Ms Palaszczuk on Monday said she believed Dr Stepanov was stepping down to take another position and would stay in her role until July.
"People change jobs all the time ... I don't think it's a problem at all, we'll advertise and have a new integrity commissioner," she said.
Ms Palaszczuk said the office of the commissioner is "staffed appropriately" and it is her understanding extra staff had been provided.
Dr Stepanov revealed the number of Integrity Commission staff had been cut from four to one in her 2020-21 annual report, released in October.
She was "very concerned" about illegal lobbying after a surge in recorded contacts between the state Labor government and lobbyists.
Opposition integrity spokeswoman Fiona Simpson said the integrity commissioner had held the government to account on "some really serious issues".
"Integrity matters, and it matters when a government ... undermines the very statutory independent roles that are there to keep them honest," she said on Monday.

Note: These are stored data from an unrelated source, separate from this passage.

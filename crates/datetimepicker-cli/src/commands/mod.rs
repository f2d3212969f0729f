//! Built-in management commands.

pub mod check;
pub mod options;
pub mod translate;

pub use check::CheckCommand;
pub use options::OptionsCommand;
pub use translate::TranslateCommand;

use crate::command::CommandRegistry;

/// Registers all built-in commands into the given registry.
pub fn register_builtin_commands(registry: &mut CommandRegistry) {
    registry.register(Box::new(TranslateCommand));
    registry.register(Box::new(OptionsCommand));
    registry.register(Box::new(CheckCommand));
}
//! The `translate` command.
//!
//! ```text
//! $ datetimepicker translate "mm/dd/yyyy HH:ii"
//! MM/dd/y hh:mm
//! $ datetimepicker translate --to picker "dd.MM.y"
//! dd.mm.yyyy
//! ```

use std::io::Write;

use datetimepicker_core::{PickerResult, Settings};
use datetimepicker_format::Direction;

use crate::command::ManagementCommand;

/// Translates a format string between picker and ICU tokens.
pub struct TranslateCommand;

impl ManagementCommand for TranslateCommand {
    fn name(&self) -> &'static str {
        "translate"
    }

    fn help(&self) -> &'static str {
        "Translate a date format between picker and ICU tokens"
    }

    fn add_arguments(&self, cmd: clap::Command) -> clap::Command {
        cmd.arg(
            clap::Arg::new("format")
                .required(true)
                .help("The format string to translate"),
        )
        .arg(
            clap::Arg::new("to")
                .long("to")
                .value_parser(["icu", "picker"])
                .default_value("icu")
                .help("Target vocabulary"),
        )
    }

    fn handle(
        &self,
        matches: &clap::ArgMatches,
        _settings: &Settings,
        out: &mut dyn Write,
    ) -> PickerResult<()> {
        let format = matches.get_one::<String>("format").map_or("", String::as_str);
        let direction = match matches.get_one::<String>("to").map(String::as_str) {
            Some("picker") => Direction::IcuToPicker,
            _ => Direction::PickerToIcu,
        };

        let translated = direction.translate(format);
        tracing::info!(%direction, format, %translated, "translated format");
        writeln!(out, "{translated}")?;
        Ok(())
    }
}
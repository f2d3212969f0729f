//! # datetimepicker-format
//!
//! Translates date-format strings between two token vocabularies:
//!
//! - **picker** tokens, the syntax of bootstrap-datetimepicker
//!   (`dd/mm/yyyy hh:ii`)
//! - **ICU** tokens, the date-pattern syntax of ICU / `IntlDateFormatter`
//!   (`dd/MM/y HH:mm`)
//!
//! A format string is split into text segments and single-character
//! delimiters. Every text segment found in the mapping is replaced by its
//! counterpart; everything else, delimiters included, is copied verbatim.
//! Translation never fails.
//!
//! ```
//! use datetimepicker_format::{to_icu, to_picker};
//!
//! assert_eq!(to_icu("yyyy-mm-dd"), "y-MM-dd");
//! assert_eq!(to_picker("dd.MM.yyyy HH:mm"), "dd.mm.yyyy hh:ii");
//! ```

pub mod mapping;
pub mod segment;
pub mod translate;
pub mod vocabulary;

pub use mapping::{FormatMapping, ICU_TO_PICKER, PICKER_TO_ICU};
pub use segment::{is_delimiter, FormatString, Segment, Segments};
pub use translate::{to_icu, to_picker, translate, Direction};
pub use vocabulary::{TokenVocabulary, ICU, PICKER};
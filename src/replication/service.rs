//! Auto-Switching Replication Service
//!
//! The orchestrator a broker embeds once per instance. It takes role
//! decisions from the external supervisor (`change_to_leader` /
//! `change_to_follower`), keeps the epoch file and the in-sync replica set
//! consistent across those transitions, and computes the confirm offset:
//! the offset up to which the log is replicated on every enforced in-sync
//! member.
//!
//! Role transitions are serialized by the caller; everything else here may
//! be invoked concurrently from channel I/O tasks and the supervisor.

use std::collections::HashSet;
use std::sync::Arc;
use std::time::Duration;

use tokio::sync::RwLock;

use super::connection::{ConnectionRegistry, FollowerChannel, UpstreamClient, UpstreamFactory};
use super::notifier::{SyncSetListener, SyncSetNotifier};
use super::runtime::{ClientRuntimeInfo, ConnectionRuntimeInfo, HaRuntimeInfo};
use super::sync_state::SyncStateSet;
use crate::config::HaCoreConfig;
use crate::epoch::{EpochEntry, EpochFileCache};
use crate::error::{Error, Result};
use crate::store::{LogStore, MessageCheck, Role};

/// Auto-switching HA replication service. One per broker instance.
pub struct HaService {
    config: HaCoreConfig,
    store: Arc<dyn LogStore>,
    epoch_cache: RwLock<EpochFileCache>,
    sync_state: SyncStateSet,
    connections: ConnectionRegistry,
    notifier: SyncSetNotifier,
    upstream_factory: Arc<dyn UpstreamFactory>,
    upstream: RwLock<Option<Arc<dyn UpstreamClient>>>,
    local_address: RwLock<Option<String>>,
}
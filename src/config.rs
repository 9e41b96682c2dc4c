//! Haswitch Configuration
//!
//! Configuration for the auto-switching HA replication core. The knobs here
//! describe the replica node itself; cluster-wide decisions (who leads, which
//! epoch) always arrive from the external supervisor.

use serde::{Deserialize, Serialize};
use std::path::PathBuf;
use std::time::Duration;

use crate::store::Role;

/// Main haswitch configuration
#[derive(Debug, Clone, Serialize, Deserialize)]
pub struct HaConfig {
    /// HA core configuration
    #[serde(default)]
    pub ha: HaCoreConfig,

    /// Logging configuration
    #[serde(default)]
    pub logging: LoggingConfig,
}

/// HA core configuration
#[derive(Debug, Clone, Serialize, Deserialize)]
pub struct HaCoreConfig {
    /// Filesystem path of the durable epoch file
    #[serde(default = "default_epoch_file")]
    pub epoch_file: PathBuf,

    /// A follower is evicted from the in-sync set once it has not caught up
    /// with the leader's max offset for this long
    #[serde(default = "default_max_follower_lag_ms")]
    pub max_follower_lag_ms: u64,

    /// Boot-time role hint. The core reads the live role from the log store
    /// and never mutates this field.
    #[serde(default = "default_role")]
    pub role: Role,

    /// Whether role transitions switch the store's transient write-buffer
    /// pool between direct-commit (leader) and buffered (follower) modes
    #[serde(default)]
    pub transient_store_pool: bool,

    /// Poll interval for the dispatch/commit drain loops during promotion
    #[serde(default = "default_drain_poll_ms")]
    pub drain_poll_ms: u64,

    /// Ceiling for the dispatch drain during promotion.
    /// 0 waits indefinitely (drain is bounded only by dispatcher progress).
    #[serde(default)]
    pub drain_timeout_ms: u64,

    /// Container identifier prefixed to the service name, for telemetry only
    #[serde(default)]
    pub container_identifier: Option<String>,
}

/// Logging configuration
#[derive(Debug, Clone, Serialize, Deserialize)]
pub struct LoggingConfig {
    /// Log level (trace, debug, info, warn, error)
    #[serde(default = "default_log_level")]
    pub level: String,

    /// Log format (pretty, json)
    #[serde(default = "default_log_format")]
    pub format: String,

    /// Log to file path (optional)
    pub file: Option<PathBuf>,
}

fn default_epoch_file() -> PathBuf {
    PathBuf::from("/var/lib/haswitch/epoch")
}

fn default_max_follower_lag_ms() -> u64 {
    15_000
}

fn default_role() -> Role {
    Role::Follower
}

fn default_drain_poll_ms() -> u64 {
    100
}

fn default_log_level() -> String {
    "info".to_string()
}

fn default_log_format() -> String {
    "pretty".to_string()
}

impl Default for HaCoreConfig {
    fn default() -> Self {
        Self {
            epoch_file: default_epoch_file(),
            max_follower_lag_ms: default_max_follower_lag_ms(),
            role: default_role(),
            transient_store_pool: false,
            drain_poll_ms: default_drain_poll_ms(),
            drain_timeout_ms: 0,
            container_identifier: None,
        }
    }
}

impl Default for HaConfig {
    fn default() -> Self {
        Self {
            ha: HaCoreConfig::default(),
            logging: LoggingConfig::default(),
        }
    }
}

impl Default for LoggingConfig {
    fn default() -> Self {
        Self {
            level: default_log_level(),
            format: default_log_format(),
            file: None,
        }
    }
}

impl HaConfig {
    /// Load configuration from a TOML file
    pub fn from_file(path: &std::path::Path) -> crate::Result<Self> {
        let content = std::fs::read_to_string(path)?;
        Self::from_str(&content)
    }

    /// Load configuration from a TOML string
    pub fn from_str(content: &str) -> crate::Result<Self> {
        let config: HaConfig = toml::from_str(content)?;
        config.validate()?;
        Ok(config)
    }

    /// Validate the configuration
    pub fn validate(&self) -> crate::Result<()> {
        if self.ha.epoch_file.as_os_str().is_empty() {
            return Err(crate::Error::Config("ha.epoch_file cannot be empty".into()));
        }

        if self.ha.max_follower_lag_ms == 0 {
            return Err(crate::Error::Config(
                "ha.max_follower_lag_ms must be positive".into(),
            ));
        }

        if self.ha.drain_poll_ms == 0 {
            return Err(crate::Error::Config(
                "ha.drain_poll_ms must be positive".into(),
            ));
        }

        Ok(())
    }

    /// Get drain poll interval as Duration
    pub fn drain_poll_interval(&self) -> Duration {
        Duration::from_millis(self.ha.drain_poll_ms)
    }

    /// Get follower lag eviction threshold as Duration
    pub fn max_follower_lag(&self) -> Duration {
        Duration::from_millis(self.ha.max_follower_lag_ms)
    }
}
//! Replication Channel Supervision
//!
//! On a leader the core owns a registry of inbound follower channels; on a
//! follower it owns the single upstream client replicating from the leader.
//! The byte-level wire protocol behind both lives outside this crate; these
//! traits surface exactly what the membership and confirm-offset logic needs:
//! ack offsets, throughput, and lifecycle control.

use std::sync::Arc;

use async_trait::async_trait;
use tokio::sync::RwLock;

use crate::error::Result;

/// An inbound channel from one follower, as seen by the leader.
pub trait FollowerChannel: Send + Sync {
    /// Stable follower identity (host:port)
    fn follower_address(&self) -> String;

    /// Remote socket address of the channel
    fn client_address(&self) -> String;

    /// Highest log offset the follower has acknowledged
    fn ack_offset(&self) -> u64;

    /// Offset replication to this follower started from
    fn transfer_from_offset(&self) -> u64;

    fn transferred_bytes_per_second(&self) -> u64;

    /// Close the channel, aborting any in-flight transfer
    fn close(&self);
}

/// The outbound client a follower runs against its leader.
#[async_trait]
pub trait UpstreamClient: Send + Sync {
    /// Begin the catch-up protocol against the configured leader
    async fn start(&self) -> Result<()>;

    async fn shutdown(&self);

    /// Reset a previously stopped client so it can be started again
    async fn reopen(&self) -> Result<()>;

    fn set_local_address(&self, addr: &str);

    fn set_follower_id(&self, id: u64);

    /// Leader address assigned by the supervisor
    fn set_leader_address(&self, addr: &str);

    /// Replication endpoint discovered during the handshake; cleared on
    /// every role change
    fn set_transfer_address(&self, addr: Option<&str>);

    fn transfer_address(&self) -> Option<String>;

    fn last_read_timestamp_ms(&self) -> i64;

    fn last_write_timestamp_ms(&self) -> i64;

    fn transferred_bytes_per_second(&self) -> u64;
}

/// Produces upstream clients. The connection factory is wired in by the
/// embedding broker; the core only drives lifecycle.
pub trait UpstreamFactory: Send + Sync {
    fn create(&self) -> Result<Arc<dyn UpstreamClient>>;
}

/// Live follower channels on a leader. A reconnecting follower replaces its
/// previous channel; identities are never recycled within a process.
pub struct ConnectionRegistry {
    channels: RwLock<Vec<Arc<dyn FollowerChannel>>>,
}

impl ConnectionRegistry {
    pub fn new() -> Self {
        Self {
            channels: RwLock::new(Vec::new()),
        }
    }

    /// Add a channel, closing and replacing any previous channel from the
    /// same follower address.
    pub async fn register(&self, channel: Arc<dyn FollowerChannel>) {
        let address = channel.follower_address();
        let mut channels = self.channels.write().await;
        if let Some(pos) = channels
            .iter()
            .position(|c| c.follower_address() == address)
        {
            let old = channels.swap_remove(pos);
            old.close();
            tracing::info!("Replaced existing replication channel from {}", address);
        }
        channels.push(channel);
    }

    /// Remove and close the channel from the given follower, if present.
    pub async fn remove(&self, follower: &str) -> Option<Arc<dyn FollowerChannel>> {
        let mut channels = self.channels.write().await;
        let pos = channels
            .iter()
            .position(|c| c.follower_address() == follower)?;
        let channel = channels.swap_remove(pos);
        channel.close();
        Some(channel)
    }

    /// Snapshot of all live channels.
    pub async fn snapshot(&self) -> Vec<Arc<dyn FollowerChannel>> {
        self.channels.read().await.clone()
    }

    /// Close every channel and forget it. Followers are expected to
    /// reconnect after the role change settles.
    pub async fn close_all(&self) {
        let mut channels = self.channels.write().await;
        for channel in channels.drain(..) {
            channel.close();
        }
    }

    pub async fn len(&self) -> usize {
        self.channels.read().await.len()
    }

    pub async fn is_empty(&self) -> bool {
        self.channels.read().await.is_empty()
    }
}

impl Default for ConnectionRegistry {
    fn default() -> Self {
        Self::new()
    }
}
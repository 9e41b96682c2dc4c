//! Log Store Contract
//!
//! The HA core drives replication for a commit-log store it does not own.
//! This module defines the narrow contract the core needs from that store:
//! offset queries, mapped reads for tail validation, truncation, dispatch
//! progress, and the transient write-buffer pool switches made during role
//! transitions.

mod memory;

pub use memory::MemoryLogStore;

use async_trait::async_trait;
use serde::{Deserialize, Serialize};

use crate::error::Result;

/// Role of a replica node. The log store is the source of truth; the HA
/// core reads it but never mutates it.
#[derive(Debug, Clone, Copy, PartialEq, Eq, Serialize, Deserialize)]
#[serde(rename_all = "lowercase")]
pub enum Role {
    /// Node accepts writes and replicates them to followers
    Leader,
    /// Node replicates from an upstream leader
    Follower,
}

impl std::fmt::Display for Role {
    fn fmt(&self, f: &mut std::fmt::Formatter<'_>) -> std::fmt::Result {
        match self {
            Role::Leader => write!(f, "LEADER"),
            Role::Follower => write!(f, "FOLLOWER"),
        }
    }
}

/// A mapped read of the commit log starting at a record boundary.
#[derive(Debug, Clone)]
pub struct ReadWindow {
    /// Log offset of the first byte in `bytes`
    pub start_offset: u64,
    /// Raw log bytes
    pub bytes: Vec<u8>,
}

impl ReadWindow {
    pub fn len(&self) -> usize {
        self.bytes.len()
    }

    pub fn is_empty(&self) -> bool {
        self.bytes.is_empty()
    }
}

/// Outcome of validating one record at the head of a byte slice.
#[derive(Debug, Clone, Copy, PartialEq, Eq)]
pub enum MessageCheck {
    /// A whole, well-formed record of `size` bytes
    Valid { size: usize },
    /// End-of-segment marker; the reader must roll to the next segment file
    SegmentEnd,
    /// The bytes do not form a complete, well-formed record
    Invalid,
}

/// Contract the HA core requires from the underlying commit-log store.
#[async_trait]
pub trait LogStore: Send + Sync {
    /// Current role of this node
    fn role(&self) -> Role;

    /// Highest byte offset of the commit log
    fn max_offset(&self) -> u64;

    /// Highest offset durably flushed to disk
    fn flushed_offset(&self) -> u64;

    /// How many bytes the queue-index dispatcher lags behind the log
    fn dispatch_behind_bytes(&self) -> u64;

    /// Mapped read starting at the given offset, or `None` past the tail
    fn read_window(&self, offset: u64) -> Option<ReadWindow>;

    /// Validate the record at the head of `buf`
    fn check_message(&self, buf: &[u8]) -> MessageCheck;

    /// First offset of the segment following the one containing `offset`
    fn roll_next_offset(&self, offset: u64) -> u64;

    /// Discard all log bytes at and above `offset`
    async fn truncate_to(&self, offset: u64) -> Result<()>;

    /// Rebuild per-topic queue metadata from the (now canonical) log
    async fn rebuild_queue_index(&self) -> Result<()>;

    /// Stamp the store with the current leader term so downstream consumers
    /// can detect term boundaries
    fn set_state_machine_version(&self, version: u64);

    fn state_machine_version(&self) -> u64;

    /// Bytes buffered in the transient pool, not yet committed to mapped files
    fn pending_commit_bytes(&self) -> u64;

    /// Nudge the commit thread to drain pending transient-pool data
    fn wake_commit(&self);

    /// Switch the transient pool between direct commit (leader) and
    /// buffered (follower) modes
    fn set_direct_commit(&self, direct: bool);

    /// Whether the store is shutting down
    fn is_shutdown(&self) -> bool;
}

The commission also said complaints about lobbying and requests for advice about lobbying were on the rise in Queensland.
There were 38 requests for advice and 988 contacts recorded between lobbyists and government ministers, MPs, public servants, councillors or local government staff in 2020/21, she wrote.
That compares with an average of 239 contacts a year between January 2013 and June 2020.
Dr Stepanov said there were 46 discrepancies in the records held by chief executives of state government departments and lobbyists.
There were another 57 discrepancies between the records held by chief executives of local governments and the lobbyists' register.
Almost all related to lobbyists failing to record contacts with people on the government register, Dr Stepanov said.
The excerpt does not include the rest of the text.